• DESCRIPTION OF THE TASK:
Exact output of all the records is required.

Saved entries

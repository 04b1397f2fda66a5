//! chapterize: numbered sections, a table of contents and chapter links for one markdown document.
//!
//! # Pipeline
//!
//! 1. **Parse**: headings below the marker line are placed in a tree in one forward pass and
//!    registered by title and slug ([`hierarchy`], [`registry`]).
//!
//! 2. **Rewrite**: the document is read again; the marker becomes the table of contents, body
//!    headings gain their dotted numbers and `CHAPTER_LINK_<slug>` placeholders become links
//!    ([`rewriter`], [`toc`], [`xref`]).
//!
//! 3. **Render**: the numbered markdown is handed to an external renderer ([`render`],
//!    [`pipeline`]).
#![allow(clippy::multiple_crate_versions)]

pub mod config;
pub mod error;
pub mod formats;
pub mod heading;
pub mod hierarchy;
pub mod pipeline;
pub mod registry;
pub mod render;
pub mod rewriter;
pub mod section;
pub mod toc;
pub mod xref;

pub use error::{Error, Result};
pub use registry::SectionRegistry;
pub use rewriter::{DocumentRewriter, RewriteOptions};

• SOLUTION BELOW:
repository 04b1397f2fda66a5
//! chapterize: numbered sections, a table of contents and chapter links for one markdown document.
//!
//! # Pipeline
//!
//! 1. **Parse**: headings below the marker line are placed in a tree in one forward pass and
//!    registered by title and slug ([`hierarchy`], [`registry`]).
//!
//! 2. **Rewrite**: the document is read again; the marker becomes the table of contents, body
//!    headings gain their dotted numbers and `CHAPTER_LINK_<slug>` placeholders become links
//!    ([`rewriter`], [`toc`], [`xref`]).
//!
//! 3. **Render**: the numbered markdown is handed to an external renderer ([`render`],
//!    [`pipeline`]).
#![allow(clippy::multiple_crate_versions)]

pub mod config;
pub mod error;
pub mod formats;
pub mod heading;
pub mod hierarchy;
pub mod pipeline;
pub mod registry;
pub mod render;
pub mod rewriter;
pub mod section;
pub mod toc;
pub mod xref;

pub use error::{Error, Result};
pub use registry::SectionRegistry;
pub use rewriter::{DocumentRewriter, RewriteOptions};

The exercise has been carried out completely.